**Data to process**
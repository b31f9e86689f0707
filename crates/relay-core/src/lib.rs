//! relay-core
//!
//! Pure relay logic:
//! - message catalog (names, codes, sender roles, payload requirements)
//! - message type (decoded JSON unit with typed accessors)
//! - validation pipeline and its error taxonomy
//! - connection registry (agent identifiers, controller slot)
//! - session lifecycle state machine

pub mod catalog;
pub mod message;
pub mod registry;
pub mod session;
pub mod validate;

pub use catalog::{CatalogError, MessageCatalog, MessageSpec, Role};
pub use message::Message;
pub use registry::{AgentId, ConnectionRegistry};
pub use session::{SessionEffect, SessionEvent, SessionState};
pub use validate::{validate_message, ValidationError};
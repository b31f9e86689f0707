//! Validation pipeline: stage order, failure kinds, envelope shapes.

use std::collections::HashMap;

use serde_json::{json, Value};

use relay_core::{validate_message, MessageCatalog, MessageSpec, Role, ValidationError};

fn spec(code: i64, kind: Role, payload_required: bool) -> MessageSpec {
    MessageSpec {
        code,
        kind,
        payload_required,
    }
}

fn catalog() -> MessageCatalog {
    let mut messages = HashMap::new();
    messages.insert("ping".to_string(), spec(1, Role::Agent, false));
    messages.insert("statusQuery".to_string(), spec(4, Role::Agent, true));
    messages.insert("gameStarted".to_string(), spec(100, Role::GameMaster, false));
    messages.insert("moveOrder".to_string(), spec(101, Role::GameMaster, true));
    messages.insert("gameEnded".to_string(), spec(102, Role::GameMaster, false));
    messages.insert("allAgentsLeft".to_string(), spec(103, Role::GameMaster, true));
    messages.insert("errorAgentLeft".to_string(), spec(104, Role::GameMaster, true));
    messages.insert("errorGmLeft".to_string(), spec(105, Role::GameMaster, true));
    MessageCatalog::new(messages).expect("test catalog is complete")
}

fn required() -> Vec<String> {
    vec!["messageID".to_string()]
}

fn validate(raw: &[u8], role: Role, extra: &[&str]) -> Result<relay_core::Message, ValidationError> {
    validate_message(raw, &catalog(), role, &required(), extra)
}

#[test]
fn invalid_json_is_rejected_before_any_other_check() {
    let err = validate(b"invalidMessage}", Role::Agent, &[]).unwrap_err();
    assert_eq!(err, ValidationError::InvalidJson);
    assert_eq!(err.to_envelope(), json!({"error": {"details": "Invalid JSON."}}));
}

#[test]
fn non_object_json_is_rejected_as_invalid_json() {
    for raw in [&b"42"[..], b"[1,2]", b"\"hello\"", b"null"] {
        assert_eq!(
            validate(raw, Role::Agent, &[]).unwrap_err(),
            ValidationError::InvalidJson
        );
    }
}

#[test]
fn missing_properties_lists_every_missing_key() {
    // Well-formed JSON with neither messageID nor the extra agentID:
    // must report both, and must not reach identifier resolution.
    let err = validate(br#"{"field": "value"}"#, Role::GameMaster, &["agentID"]).unwrap_err();
    assert_eq!(
        err,
        ValidationError::MissingProperties(vec!["messageID".to_string(), "agentID".to_string()])
    );
    assert_eq!(
        err.to_envelope(),
        json!({"error": {
            "details": "Missing properties.",
            "missingProperties": ["messageID", "agentID"],
        }})
    );
}

#[test]
fn unknown_message_id_is_rejected_with_the_offending_value() {
    let err = validate(br#"{"messageID": 999}"#, Role::Agent, &[]).unwrap_err();
    assert_eq!(err, ValidationError::InvalidMessageId(json!(999)));
    assert_eq!(
        err.to_envelope(),
        json!({"error": {"details": "Invalid messageID.", "messageID": 999}})
    );
}

#[test]
fn non_integer_message_id_fails_identifier_resolution() {
    let err = validate(br#"{"messageID": "four"}"#, Role::Agent, &[]).unwrap_err();
    assert_eq!(err, ValidationError::InvalidMessageId(json!("four")));
}

#[test]
fn role_enforcement_is_symmetric() {
    // Agent-typed message on the controller listener.
    let err = validate(br#"{"messageID": 1}"#, Role::GameMaster, &[]).unwrap_err();
    assert_eq!(err, ValidationError::WrongConnectionType(Role::Agent));
    assert_eq!(
        err.to_envelope(),
        json!({"error": {
            "details": "This message is not permitted with your connection.",
            "permittedConnectionType": "agent",
        }})
    );

    // Controller-typed message on the agent listener.
    let err = validate(br#"{"messageID": 100}"#, Role::Agent, &[]).unwrap_err();
    assert_eq!(err, ValidationError::WrongConnectionType(Role::GameMaster));
    assert_eq!(
        err.to_envelope()["error"]["permittedConnectionType"],
        json!("gameMaster")
    );
}

#[test]
fn absent_required_payload_reports_missing_payload_property() {
    let err = validate(br#"{"messageID": 4}"#, Role::Agent, &[]).unwrap_err();
    assert_eq!(err, ValidationError::MissingProperties(vec!["payload".to_string()]));
    assert_eq!(
        err.to_envelope(),
        json!({"error": {
            "details": "Missing properties.",
            "missingProperties": ["payload"],
        }})
    );
}

#[test]
fn non_object_payload_is_a_distinct_failure() {
    for payload in ["1", "[]", "\"x\"", "null"] {
        let raw = format!(r#"{{"messageID": 4, "payload": {}}}"#, payload);
        let err = validate(raw.as_bytes(), Role::Agent, &[]).unwrap_err();
        assert_eq!(err, ValidationError::InvalidPayloadType);
        assert_eq!(
            err.to_envelope(),
            json!({"error": {"details": "Payload should be an object."}})
        );
    }
}

#[test]
fn payload_is_not_required_when_the_catalog_says_so() {
    let msg = validate(br#"{"messageID": 1}"#, Role::Agent, &[]).expect("valid message");
    assert_eq!(msg.message_id(), Some(1));
}

#[test]
fn valid_message_passes_through_unmodified() {
    let raw = br#"{"messageID": 4, "payload": {"askedAgentID": 1337}, "extra": true}"#;
    let msg = validate(raw, Role::Agent, &[]).expect("valid message");
    assert_eq!(msg.message_id(), Some(4));
    assert_eq!(msg.get("payload"), Some(&json!({"askedAgentID": 1337})));
    // Untouched fields survive re-serialization.
    let round: Value = serde_json::from_slice(&msg.to_bytes()).unwrap();
    assert_eq!(round["extra"], json!(true));
}

#[test]
fn controller_context_requires_agent_id() {
    let err = validate(br#"{"messageID": 101, "payload": {}}"#, Role::GameMaster, &["agentID"])
        .unwrap_err();
    assert_eq!(err, ValidationError::MissingProperties(vec!["agentID".to_string()]));

    let msg = validate(
        br#"{"messageID": 101, "payload": {}, "agentID": 1}"#,
        Role::GameMaster,
        &["agentID"],
    )
    .expect("valid controller message");
    assert_eq!(msg.get("agentID"), Some(&json!(1)));
}

#[test]
fn catalog_requires_the_lifecycle_entries() {
    let mut messages = HashMap::new();
    messages.insert("gameStarted".to_string(), spec(100, Role::GameMaster, false));
    let err = MessageCatalog::new(messages).unwrap_err();
    assert_eq!(err, relay_core::CatalogError::MissingEntry("gameEnded"));
}

#[test]
fn catalog_rejects_duplicate_codes() {
    let mut messages = HashMap::new();
    messages.insert("gameStarted".to_string(), spec(100, Role::GameMaster, false));
    messages.insert("gameEnded".to_string(), spec(100, Role::GameMaster, false));
    messages.insert("allAgentsLeft".to_string(), spec(103, Role::GameMaster, true));
    messages.insert("errorAgentLeft".to_string(), spec(104, Role::GameMaster, true));
    messages.insert("errorGmLeft".to_string(), spec(105, Role::GameMaster, true));
    assert_eq!(
        MessageCatalog::new(messages).unwrap_err(),
        relay_core::CatalogError::DuplicateCode(100)
    );
}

**Exercise goal**
What lines in the listing include the string "round"? Copy them out.

**Reply to the exercise**
    let round: Value = serde_json::from_slice(&msg.to_bytes()).unwrap();
    assert_eq!(round["extra"], json!(true));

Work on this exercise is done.